> Problem statement: Among the records, find the lines that hold the string "TerminalModeGuard" and return them.

******

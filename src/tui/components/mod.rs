//! # TUI Components
//!
//! All UI components for the terminal interface.
//!
//! ## Component Architecture
//!
//! ### Stateless Components (Props-Based Rendering)
//!
//! Simple display components that receive all data as parameters:
//! - `TitleBar`: screen title and, on the detail screen, the back control
//! - `CarImage`: a bundled drawing, centered and cropped to its area
//!
//! ### Stateful Components (Persistent State + Transient Wrapper)
//!
//! The state struct lives in `TuiState`; the wrapper is built each frame
//! with borrowed state and props:
//! - `CarList` / `CarListState`: the card list, its scroll offset and
//!   hit-test cache
//! - `CarDetail` / `CarDetailState`: the scrollable pros/cons body
//!
//! ### Props-Based Data Flow
//!
//! Components receive the data they draw as props rather than reaching into
//! `App`, which keeps them testable against a `TestBackend`:
//!
//! ```rust,ignore
//! CarList::new(&mut tui.car_list, catalog::list_car_types(), app.selected, &tui.theme)
//!     .render(frame, body_area);
//! ```
//!
//! ## Module Structure
//!
//! ```text
//! components/
//! ├── mod.rs           (this file)
//! ├── title_bar.rs     (top bar + back control)
//! ├── car_image.rs     (ASCII-art image)
//! ├── car_list.rs      (list screen)
//! └── car_detail.rs    (detail screen)
//! ```

pub mod car_detail;
pub mod car_image;
pub mod car_list;
pub mod title_bar;

pub use car_detail::{CarDetail, CarDetailState};
pub use car_image::CarImage;
pub use car_list::{CarList, CarListState};
pub use title_bar::TitleBar;
//! # TUI Adapter
//!
//! The ratatui-specific layer. Handles terminal I/O, renders the two
//! screens, and translates keyboard and mouse events into `core::Action`
//! values.
//!
//! This is the only module that knows about ratatui and crossterm.
//!
//! ## Redraw Strategy
//!
//! Nothing on screen animates, so the loop sleeps up to 250ms waiting for
//! input and only redraws after an event (resize included). All pending
//! events are drained before the next draw.

mod component;
pub mod components;
pub mod event;
pub mod theme;
pub mod ui;

use log::{debug, info};
use std::io::stdout;
use std::time::Duration;

use crossterm::cursor::{Hide, Show};
use crossterm::event::{DisableMouseCapture, EnableMouseCapture};
use crossterm::execute;
use ratatui::DefaultTerminal;
use ratatui::layout::Rect;

use crate::core::action::{Action, Effect, update};
use crate::core::config::ResolvedConfig;
use crate::core::route::Route;
use crate::core::state::App;
use crate::tui::component::EventHandler;
use crate::tui::components::{CarDetailState, CarListState};
use crate::tui::event::{TuiEvent, poll_event_immediate, poll_event_timeout};
use crate::tui::theme::Theme;

const IDLE_POLL: Duration = Duration::from_millis(250);

/// TUI-specific presentation state (not part of core navigation logic)
#[derive(Default)]
pub struct TuiState {
    pub car_list: CarListState,
    pub car_detail: CarDetailState,
    pub theme: Theme,
}

impl TuiState {
    pub fn new(theme: Theme) -> Self {
        Self {
            theme,
            ..Default::default()
        }
    }
}

struct TerminalModeGuard {
    mouse: bool,
}

impl TerminalModeGuard {
    fn new(mouse: bool) -> std::io::Result<Self> {
        execute!(stdout(), Hide)?;
        if mouse {
            execute!(stdout(), EnableMouseCapture)?;
        }
        info!("Terminal modes enabled (hidden cursor, mouse capture: {})", mouse);
        Ok(Self { mouse })
    }
}

impl Drop for TerminalModeGuard {
    fn drop(&mut self) {
        if self.mouse {
            let _ = execute!(stdout(), DisableMouseCapture);
        }
        let _ = execute!(stdout(), Show);
    }
}

pub fn run(config: &ResolvedConfig) -> std::io::Result<()> {
    let mut app = App::from_config(config);
    let mut tui = TuiState::new(Theme::from_colors(&config.theme));

    let mut terminal = ratatui::init();
    let result = TerminalModeGuard::new(config.mouse)
        .and_then(|_guard| event_loop(&mut terminal, &mut app, &mut tui));
    ratatui::restore();

    info!("Exiting on {}", app.current_route());
    result
}

fn event_loop(
    terminal: &mut DefaultTerminal,
    app: &mut App,
    tui: &mut TuiState,
) -> std::io::Result<()> {
    let mut needs_redraw = true; // Force first frame

    loop {
        if needs_redraw {
            terminal.draw(|f| ui::draw_ui(f, app, tui))?;
            needs_redraw = false;
        }

        let Some(first_event) = poll_event_timeout(IDLE_POLL)? else {
            continue;
        };
        needs_redraw = true;

        let frame_area = terminal.get_frame().area();
        let mut pending = Some(first_event);
        while let Some(event) = pending {
            if let Some(action) = action_for(&event, app, tui, frame_area) {
                let before = app.current_route();
                if update(app, action) == Effect::Quit {
                    return Ok(());
                }
                let after = app.current_route();
                if before != after {
                    debug!("Route changed: {} -> {}", before, after);
                    if matches!(after, Route::Detail(_)) {
                        tui.car_detail = CarDetailState::new();
                    }
                }
            }
            pending = poll_event_immediate()?;
        }
    }
}

/// Translate a `TuiEvent` into a core action for the current screen.
///
/// Scroll keys on the detail screen are consumed by `CarDetailState` and
/// yield no action.
pub fn action_for(
    event: &TuiEvent,
    app: &App,
    tui: &mut TuiState,
    frame_area: Rect,
) -> Option<Action> {
    let on_detail = app.detail().is_some();
    match *event {
        TuiEvent::Quit | TuiEvent::ForceQuit => Some(Action::Quit),
        TuiEvent::Resize => None,
        TuiEvent::Back => Some(Action::Back),
        TuiEvent::Select => Some(Action::SelectHighlighted),
        TuiEvent::MouseClick(column, row) => ui::hit_test(app, tui, frame_area, column, row),
        TuiEvent::MouseMove(column, row) if !on_detail => {
            match ui::hit_test(app, tui, frame_area, column, row) {
                Some(Action::Select(id)) => Some(Action::Highlight(id)),
                _ => None,
            }
        }
        TuiEvent::MouseMove(..) => None,
        _ if on_detail => {
            tui.car_detail.handle_event(event);
            None
        }
        TuiEvent::CursorUp | TuiEvent::ScrollUp => Some(Action::CursorUp),
        TuiEvent::CursorDown | TuiEvent::ScrollDown => Some(Action::CursorDown),
        TuiEvent::PageUp => Some(Action::PageUp(tui.car_list.page_size())),
        TuiEvent::PageDown => Some(Action::PageDown(tui.car_list.page_size())),
        TuiEvent::Home => Some(Action::First),
        TuiEvent::End => Some(Action::Last),
    }
}
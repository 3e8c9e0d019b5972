//! Statistics domain: pure aggregation arithmetic.
//!
//! All counting happens in SQL; this module only owns the conversion-rate
//! arithmetic and the best/worst selection applied on top of the counts.

mod overview;

pub use overview::{EventPerformance, HourlyCount, StatsOverview, StatsQuery};
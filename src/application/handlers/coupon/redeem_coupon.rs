//! RedeemCouponHandler - validates, then performs the single redemption write.
//!
//! The full validator runs as a precondition; anything short of a `Valid`
//! verdict comes back untouched with no mutation. The write itself is the
//! ledger's conditional update, so two racing redeemers cannot both win: the
//! loser sees zero rows affected and is answered with the already-used
//! outcome.

use std::sync::Arc;

use crate::domain::coupon::{Coupon, CouponCode, RedemptionVerdict};
use crate::domain::directory::{Location, Store};
use crate::domain::foundation::{DomainError, ErrorCode, Timestamp};
use crate::ports::{CouponLedger, StoreDirectory};

use super::{ValidateCouponCommand, ValidateCouponHandler};

/// Command to redeem a scanned code at a store.
#[derive(Debug, Clone)]
pub struct RedeemCouponCommand {
    pub code: String,
    pub store: String,
}

/// Outcome of a redemption attempt.
#[derive(Debug, Clone, PartialEq)]
pub enum RedemptionOutcome {
    /// The coupon is now used, bound to the redeeming store.
    Redeemed {
        coupon: Coupon,
        location: Location,
        store: Store,
    },

    /// Validation said no; the verdict explains why. Nothing was written.
    NotRedeemed(RedemptionVerdict),
}

/// Handler executing the redemption transition.
pub struct RedeemCouponHandler {
    ledger: Arc<dyn CouponLedger>,
    directory: Arc<dyn StoreDirectory>,
    validator: ValidateCouponHandler,
}

impl RedeemCouponHandler {
    pub fn new(ledger: Arc<dyn CouponLedger>, directory: Arc<dyn StoreDirectory>) -> Self {
        let validator = ValidateCouponHandler::new(ledger.clone(), directory.clone());
        Self {
            ledger,
            directory,
            validator,
        }
    }

    pub async fn handle(
        &self,
        cmd: RedeemCouponCommand,
    ) -> Result<RedemptionOutcome, DomainError> {
        self.handle_at(cmd, Timestamp::now()).await
    }

    pub async fn handle_at(
        &self,
        cmd: RedeemCouponCommand,
        now: Timestamp,
    ) -> Result<RedemptionOutcome, DomainError> {
        let verdict = self
            .validator
            .handle_at(
                ValidateCouponCommand {
                    code: cmd.code.clone(),
                    store: cmd.store.clone(),
                },
                now,
            )
            .await?;

        let (location, store) = match verdict {
            RedemptionVerdict::Valid {
                location, store, ..
            } => (location, store),
            other => return Ok(RedemptionOutcome::NotRedeemed(other)),
        };

        let code = CouponCode::normalize(&cmd.code)
            .map_err(|e| DomainError::new(ErrorCode::EmptyField, e.to_string()))?;

        match self.ledger.mark_used(&code, store.id, now).await? {
            Some(coupon) => Ok(RedemptionOutcome::Redeemed {
                coupon,
                location,
                store,
            }),
            // Lost the race between validation and the write.
            None => self.already_used_outcome(&code).await,
        }
    }

    async fn already_used_outcome(
        &self,
        code: &CouponCode,
    ) -> Result<RedemptionOutcome, DomainError> {
        let coupon = self.ledger.find_by_code(code).await?.ok_or_else(|| {
            DomainError::new(
                ErrorCode::CouponNotFound,
                format!("Coupon '{}' vanished during redemption", code),
            )
        })?;

        let store_name = match &coupon.validated_by_store_id {
            Some(store_id) => self.directory.store_name(store_id).await.unwrap_or_else(|e| {
                tracing::warn!(error = %e, "redeeming store name lookup failed");
                None
            }),
            None => None,
        };

        Ok(RedemptionOutcome::NotRedeemed(
            RedemptionVerdict::already_used(coupon, store_name),
        ))
    }
}

#[cfg(test)]
mod tests {
    use super::*;
    use crate::adapters::memory::{InMemoryCouponLedger, InMemoryStoreDirectory};
    use crate::domain::directory::{Location, Store, StoreKey};
    use crate::domain::foundation::{LocationId, StoreId};

    struct Fixture {
        ledger: Arc<InMemoryCouponLedger>,
        directory: Arc<InMemoryStoreDirectory>,
        handler: RedeemCouponHandler,
        location_id: LocationId,
    }

    async fn fixture() -> Fixture {
        let ledger = Arc::new(InMemoryCouponLedger::new());
        let directory = Arc::new(InMemoryStoreDirectory::new());
        let location_id = LocationId::new();

        directory
            .add_location(Location {
                id: location_id,
                slug: "shop1".to_string(),
                name: "Shop One".to_string(),
                coupon_expiry_days: None,
                is_active: true,
                created_at: Timestamp::now(),
            })
            .await;
        directory
            .add_store(Store {
                id: StoreId::new(),
                location_id,
                slug: "shop1-counter".to_string(),
                name: "Shop One Counter".to_string(),
                description: None,
                is_active: true,
                created_at: Timestamp::now(),
            })
            .await;

        let handler = RedeemCouponHandler::new(ledger.clone(), directory.clone());
        Fixture {
            ledger,
            directory,
            handler,
            location_id,
        }
    }

    async fn issue(fixture: &Fixture) -> Coupon {
        let coupon = Coupon::issue(CouponCode::generate(), fixture.location_id, Timestamp::now());
        fixture.ledger.insert(&coupon).await.unwrap();
        coupon
    }

    fn cmd(code: &str) -> RedeemCouponCommand {
        RedeemCouponCommand {
            code: code.to_string(),
            store: "shop1-counter".to_string(),
        }
    }

    #[tokio::test]
    async fn redemption_binds_the_store_and_timestamps() {
        let fixture = fixture().await;
        let coupon = issue(&fixture).await;

        match fixture.handler.handle(cmd(coupon.code.as_str())).await.unwrap() {
            RedemptionOutcome::Redeemed {
                coupon: redeemed,
                store,
                ..
            } => {
                assert!(redeemed.is_used);
                assert_eq!(redeemed.validated_by_store_id, Some(store.id));
                assert!(redeemed.used_at.is_some());
            }
            other => panic!("unexpected outcome: {:?}", other),
        }
    }

    #[tokio::test]
    async fn second_redemption_reports_already_used_with_one_store_on_record() {
        let fixture = fixture().await;
        let coupon = issue(&fixture).await;

        fixture.handler.handle(cmd(coupon.code.as_str())).await.unwrap();

        match fixture.handler.handle(cmd(coupon.code.as_str())).await.unwrap() {
            RedemptionOutcome::NotRedeemed(RedemptionVerdict::AlreadyUsed {
                store_name, ..
            }) => {
                assert_eq!(store_name, "Shop One Counter");
            }
            other => panic!("unexpected outcome: {:?}", other),
        }

        // exactly one redeeming store on record
        let stored = fixture
            .ledger
            .find_by_code(&coupon.code)
            .await
            .unwrap()
            .unwrap();
        let counter_id = fixture
            .directory
            .store_by_key(&StoreKey::Slug("shop1-counter".to_string()))
            .await
            .unwrap()
            .unwrap()
            .id;
        assert_eq!(stored.validated_by_store_id, Some(counter_id));
    }

    #[tokio::test]
    async fn rejection_verdicts_pass_through_without_mutation() {
        let fixture = fixture().await;

        match fixture.handler.handle(cmd("ZZZZ9999")).await.unwrap() {
            RedemptionOutcome::NotRedeemed(RedemptionVerdict::Rejected { .. }) => {}
            other => panic!("unexpected outcome: {:?}", other),
        }
        assert_eq!(fixture.ledger.count().await, 0);
    }

    #[tokio::test]
    async fn lost_race_is_answered_with_the_winning_store() {
        let fixture = fixture().await;
        let coupon = issue(&fixture).await;

        // another POS device wins between our validation and write
        let winner = StoreId::new();
        fixture
            .ledger
            .mark_used(&coupon.code, winner, Timestamp::now())
            .await
            .unwrap()
            .unwrap();

        match fixture.handler.handle(cmd(coupon.code.as_str())).await.unwrap() {
            RedemptionOutcome::NotRedeemed(RedemptionVerdict::AlreadyUsed { .. }) => {}
            other => panic!("unexpected outcome: {:?}", other),
        }

        let stored = fixture
            .ledger
            .find_by_code(&coupon.code)
            .await
            .unwrap()
            .unwrap();
        assert_eq!(stored.validated_by_store_id, Some(winner));
    }
}
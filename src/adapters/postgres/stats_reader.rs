//! PostgreSQL implementation of the StatsReader port.
//!
//! Coupons hang off locations, and an event's `domain_code` doubles as its
//! location slug, so issuance/usage counts join through that slug.

use async_trait::async_trait;
use chrono::{DateTime, Utc};
use sqlx::PgPool;
use uuid::Uuid;

use crate::domain::foundation::{DomainError, EventId, Timestamp};
use crate::domain::stats::{EventPerformance, HourlyCount, StatsQuery};
use crate::ports::StatsReader;

pub struct PostgresStatsReader {
    pool: PgPool,
}

impl PostgresStatsReader {
    pub fn new(pool: PgPool) -> Self {
        Self { pool }
    }
}

#[derive(Debug, sqlx::FromRow)]
struct EventCountRow {
    event_id: Uuid,
    event_name: String,
    domain_code: String,
    visits: i64,
    coupons_issued: i64,
    coupons_used: i64,
}

impl From<EventCountRow> for EventPerformance {
    fn from(row: EventCountRow) -> Self {
        EventPerformance {
            event_id: EventId::from_uuid(row.event_id),
            event_name: row.event_name,
            domain_code: row.domain_code,
            visits: row.visits,
            coupons_issued: row.coupons_issued,
            coupons_used: row.coupons_used,
        }
    }
}

#[derive(Debug, sqlx::FromRow)]
struct HourlyCountRow {
    hour: DateTime<Utc>,
    visits: i64,
    coupons_issued: i64,
    coupons_used: i64,
}

impl From<HourlyCountRow> for HourlyCount {
    fn from(row: HourlyCountRow) -> Self {
        HourlyCount {
            hour: Timestamp::from_datetime(row.hour),
            visits: row.visits,
            coupons_issued: row.coupons_issued,
            coupons_used: row.coupons_used,
        }
    }
}

fn window_bounds(query: &StatsQuery) -> (Option<DateTime<Utc>>, Option<DateTime<Utc>>) {
    (
        query.from.as_ref().map(|t| *t.as_datetime()),
        query.until.as_ref().map(|t| *t.as_datetime()),
    )
}

#[async_trait]
impl StatsReader for PostgresStatsReader {
    async fn event_counts(&self, query: &StatsQuery) -> Result<Vec<EventPerformance>, DomainError> {
        let (from, until) = window_bounds(query);
        let rows: Vec<EventCountRow> = sqlx::query_as(
            r#"
            SELECT
                e.id AS event_id,
                e.name AS event_name,
                e.domain_code,
                (SELECT COUNT(*) FROM visits v
                 WHERE v.event_id = e.id
                   AND ($3::timestamptz IS NULL OR v.visited_at >= $3)
                   AND ($4::timestamptz IS NULL OR v.visited_at < $4)) AS visits,
                (SELECT COUNT(*) FROM coupons c
                 JOIN locations l ON l.id = c.location_id
                 WHERE l.slug = e.domain_code
                   AND ($3::timestamptz IS NULL OR c.created_at >= $3)
                   AND ($4::timestamptz IS NULL OR c.created_at < $4)) AS coupons_issued,
                (SELECT COUNT(*) FROM coupons c
                 JOIN locations l ON l.id = c.location_id
                 WHERE l.slug = e.domain_code
                   AND c.is_used = TRUE
                   AND ($3::timestamptz IS NULL OR c.used_at >= $3)
                   AND ($4::timestamptz IS NULL OR c.used_at < $4)) AS coupons_used
            FROM events e
            WHERE e.owner_id = $1
              AND ($2::uuid IS NULL OR e.id = $2)
            ORDER BY e.created_at DESC
            "#,
        )
        .bind(query.owner_id.as_uuid())
        .bind(query.event_id.as_ref().map(|id| *id.as_uuid()))
        .bind(from)
        .bind(until)
        .fetch_all(&self.pool)
        .await
        .map_err(DomainError::database)?;

        Ok(rows.into_iter().map(EventPerformance::from).collect())
    }

    async fn hourly_counts(&self, query: &StatsQuery) -> Result<Vec<HourlyCount>, DomainError> {
        let (from, until) = window_bounds(query);
        let rows: Vec<HourlyCountRow> = sqlx::query_as(
            r#"
            WITH owned AS (
                SELECT e.id, e.domain_code
                FROM events e
                WHERE e.owner_id = $1
                  AND ($2::uuid IS NULL OR e.id = $2)
            ),
            buckets AS (
                SELECT date_trunc('hour', v.visited_at) AS hour,
                       COUNT(*) AS visits,
                       0::bigint AS coupons_issued,
                       0::bigint AS coupons_used
                FROM visits v
                JOIN owned o ON o.id = v.event_id
                WHERE ($3::timestamptz IS NULL OR v.visited_at >= $3)
                  AND ($4::timestamptz IS NULL OR v.visited_at < $4)
                GROUP BY 1
                UNION ALL
                SELECT date_trunc('hour', c.created_at),
                       0::bigint,
                       COUNT(*),
                       0::bigint
                FROM coupons c
                JOIN locations l ON l.id = c.location_id
                JOIN owned o ON o.domain_code = l.slug
                WHERE ($3::timestamptz IS NULL OR c.created_at >= $3)
                  AND ($4::timestamptz IS NULL OR c.created_at < $4)
                GROUP BY 1
                UNION ALL
                SELECT date_trunc('hour', c.used_at),
                       0::bigint,
                       0::bigint,
                       COUNT(*)
                FROM coupons c
                JOIN locations l ON l.id = c.location_id
                JOIN owned o ON o.domain_code = l.slug
                WHERE c.is_used = TRUE
                  AND ($3::timestamptz IS NULL OR c.used_at >= $3)
                  AND ($4::timestamptz IS NULL OR c.used_at < $4)
                GROUP BY 1
            )
            SELECT hour,
                   SUM(visits)::bigint AS visits,
                   SUM(coupons_issued)::bigint AS coupons_issued,
                   SUM(coupons_used)::bigint AS coupons_used
            FROM buckets
            GROUP BY hour
            ORDER BY hour
            "#,
        )
        .bind(query.owner_id.as_uuid())
        .bind(query.event_id.as_ref().map(|id| *id.as_uuid()))
        .bind(from)
        .bind(until)
        .fetch_all(&self.pool)
        .await
        .map_err(DomainError::database)?;

        Ok(rows.into_iter().map(HourlyCount::from).collect())
    }
}
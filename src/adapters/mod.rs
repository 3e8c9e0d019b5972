//! Adapters - implementations of the ports against real infrastructure.
//!
//! - `postgres` - sqlx repositories for the persistence ports
//! - `http` - axum REST surface
//! - `auth` - hosted auth service client and mock
//! - `email` - transactional email client and recorder
//! - `storage` - object store client and local filesystem fallback
//! - `memory` - in-memory port implementations for tests

pub mod auth;
pub mod email;
pub mod http;
pub mod memory;
pub mod postgres;
pub mod storage;
//! Timestamp value object for immutable points in time.

use chrono::{DateTime, Duration, Utc};
use serde::{Deserialize, Serialize};

/// Immutable point in time, always UTC.
#[derive(Debug, Clone, Copy, PartialEq, Eq, PartialOrd, Ord, Serialize, Deserialize)]
#[serde(transparent)]
pub struct Timestamp(DateTime<Utc>);

impl Timestamp {
    /// Creates a timestamp for the current moment.
    pub fn now() -> Self {
        Self(Utc::now())
    }

    /// Creates a timestamp from a DateTime<Utc>.
    pub fn from_datetime(dt: DateTime<Utc>) -> Self {
        Self(dt)
    }

    /// Returns the inner DateTime.
    pub fn as_datetime(&self) -> &DateTime<Utc> {
        &self.0
    }

    /// Checks if this timestamp is before another.
    pub fn is_before(&self, other: &Timestamp) -> bool {
        self.0 < other.0
    }

    /// Checks if this timestamp is after another.
    pub fn is_after(&self, other: &Timestamp) -> bool {
        self.0 > other.0
    }

    /// Creates a new timestamp by adding the specified number of days.
    ///
    /// Negative values subtract days.
    pub fn add_days(&self, days: i64) -> Self {
        Self(self.0 + Duration::days(days))
    }

    /// Creates a new timestamp by adding the specified number of seconds.
    pub fn plus_secs(&self, secs: u64) -> Self {
        Self(self.0 + Duration::seconds(secs as i64))
    }

    /// Returns the last representable instant of this timestamp's calendar
    /// day (23:59:59.999 UTC).
    ///
    /// Coupon expiry is anchored to calendar days, not 24-hour windows, so a
    /// one-day validity means "through the end of the issue day."
    pub fn end_of_day(&self) -> Self {
        match self.0.date_naive().and_hms_milli_opt(23, 59, 59, 999) {
            Some(end) => Self(end.and_utc()),
            None => *self,
        }
    }

    /// Returns the Unix-millisecond value of this timestamp.
    pub fn unix_millis(&self) -> i64 {
        self.0.timestamp_millis()
    }

    /// Formats the date portion as `YYYY-MM-DD`.
    pub fn date_string(&self) -> String {
        self.0.format("%Y-%m-%d").to_string()
    }
}

impl Default for Timestamp {
    fn default() -> Self {
        Self::now()
    }
}
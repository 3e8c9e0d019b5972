//! QR scan payload parsing.
//!
//! Three payload formats have shipped on printed QR codes over time and all
//! of them must keep scanning:
//!
//! - `https://host/anything/verify/{store_identifier}`
//! - `https://host/{store_identifier}` (bare path)
//! - `store:{store_identifier}` (explicit scheme)

use super::StoreKey;

/// Extracts the store identifier from a scanned QR payload.
///
/// Returns `None` for payloads that fit none of the historical formats or
/// that carry an empty identifier.
pub fn parse_scan_payload(payload: &str) -> Option<StoreKey> {
    let payload = payload.trim();
    if payload.is_empty() {
        return None;
    }

    if let Some(rest) = payload.strip_prefix("store:") {
        return non_empty(rest).map(|id| StoreKey::parse(id));
    }

    if let Some((_, id)) = payload.rsplit_once("/verify/") {
        return non_empty(id).map(StoreKey::parse);
    }

    // Bare landing-page URL: the identifier is the single path segment.
    if let Some(rest) = payload
        .strip_prefix("https://")
        .or_else(|| payload.strip_prefix("http://"))
    {
        let (_, path) = rest.split_once('/')?;
        if path.contains('/') {
            return None;
        }
        return non_empty(path).map(StoreKey::parse);
    }

    None
}

fn non_empty(s: &str) -> Option<&str> {
    let s = s.trim();
    (!s.is_empty()).then_some(s)
}

#[cfg(test)]
mod tests {
    use super::*;

    #[test]
    fn verify_path_suffix_is_accepted() {
        assert_eq!(
            parse_scan_payload("https://qoupon.app/pos/verify/shop1-counter"),
            Some(StoreKey::Slug("shop1-counter".to_string()))
        );
    }

    #[test]
    fn bare_host_path_is_accepted() {
        assert_eq!(
            parse_scan_payload("https://qoupon.app/shop1-counter"),
            Some(StoreKey::Slug("shop1-counter".to_string()))
        );
    }

    #[test]
    fn store_scheme_is_accepted() {
        assert_eq!(
            parse_scan_payload("store:t123"),
            Some(StoreKey::TempId("t123".to_string()))
        );
    }

    #[test]
    fn nested_bare_paths_are_rejected() {
        assert_eq!(parse_scan_payload("https://qoupon.app/a/b"), None);
    }

    #[test]
    fn garbage_and_empty_payloads_are_rejected() {
        assert_eq!(parse_scan_payload(""), None);
        assert_eq!(parse_scan_payload("hello world"), None);
        assert_eq!(parse_scan_payload("store:"), None);
        assert_eq!(parse_scan_payload("https://qoupon.app/pos/verify/"), None);
    }
}
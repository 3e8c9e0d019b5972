//! Event aggregate entity.

use serde::{Deserialize, Serialize};

use crate::domain::foundation::{EventId, Timestamp, UserId, ValidationError};

/// A marketing event: a landing experience published under a domain code.
///
/// The `domain_code` doubles as the owning location's slug, which is how the
/// landing-page renderer and the coupon subsystem find each other.
#[derive(Debug, Clone, PartialEq, Eq, Serialize, Deserialize)]
pub struct Event {
    /// Unique identifier.
    pub id: EventId,

    /// Account that owns the event.
    pub owner_id: UserId,

    /// Display name.
    pub name: String,

    /// Public lookup key, also the location slug.
    pub domain_code: String,

    /// Unpublished events are invisible to the public renderer.
    pub is_published: bool,

    /// When the event was created.
    pub created_at: Timestamp,

    /// When the event was last modified.
    pub updated_at: Timestamp,
}

impl Event {
    /// Creates a new unpublished event after validating its fields.
    pub fn create(
        owner_id: UserId,
        name: impl Into<String>,
        domain_code: impl Into<String>,
    ) -> Result<Self, ValidationError> {
        let name = name.into();
        let domain_code = domain_code.into();

        if name.trim().is_empty() {
            return Err(ValidationError::empty_field("name"));
        }
        validate_domain_code(&domain_code)?;

        let now = Timestamp::now();
        Ok(Self {
            id: EventId::new(),
            owner_id,
            name,
            domain_code,
            is_published: false,
            created_at: now,
            updated_at: now,
        })
    }
}

/// Domain codes become URL path segments and location slugs, so they are
/// restricted to lowercase alphanumerics and hyphens.
pub fn validate_domain_code(code: &str) -> Result<(), ValidationError> {
    if code.is_empty() {
        return Err(ValidationError::empty_field("domain_code"));
    }
    let ok = code
        .chars()
        .all(|c| c.is_ascii_lowercase() || c.is_ascii_digit() || c == '-');
    if !ok {
        return Err(ValidationError::invalid_format(
            "domain_code",
            "only lowercase letters, digits, and hyphens are allowed",
        ));
    }
    Ok(())
}
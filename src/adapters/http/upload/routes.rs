//! HTTP route for image uploads.

use axum::{extract::DefaultBodyLimit, routing::post, Router};

use super::handlers::{upload_image, UploadHandlers, MAX_UPLOAD_BYTES};

/// Creates the upload router, mounted at `/api`.
pub fn upload_routes(handlers: UploadHandlers) -> Router {
    // A little headroom for multipart framing around the 10 MB payload.
    Router::new()
        .route("/upload-image", post(upload_image))
        .layer(DefaultBodyLimit::max(MAX_UPLOAD_BYTES + 64 * 1024))
        .with_state(handlers)
}
//! Transactional email port.

use async_trait::async_trait;

use crate::domain::foundation::DomainError;

/// Port to the transactional email collaborator.
#[async_trait]
pub trait EmailSender: Send + Sync {
    /// Sends a verification code to the given address.
    async fn send_verification_code(&self, to: &str, code: &str) -> Result<(), DomainError>;
}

******

> Result of the task:
struct TerminalModeGuard {
impl TerminalModeGuard {
impl Drop for TerminalModeGuard {
    let result = TerminalModeGuard::new(config.mouse)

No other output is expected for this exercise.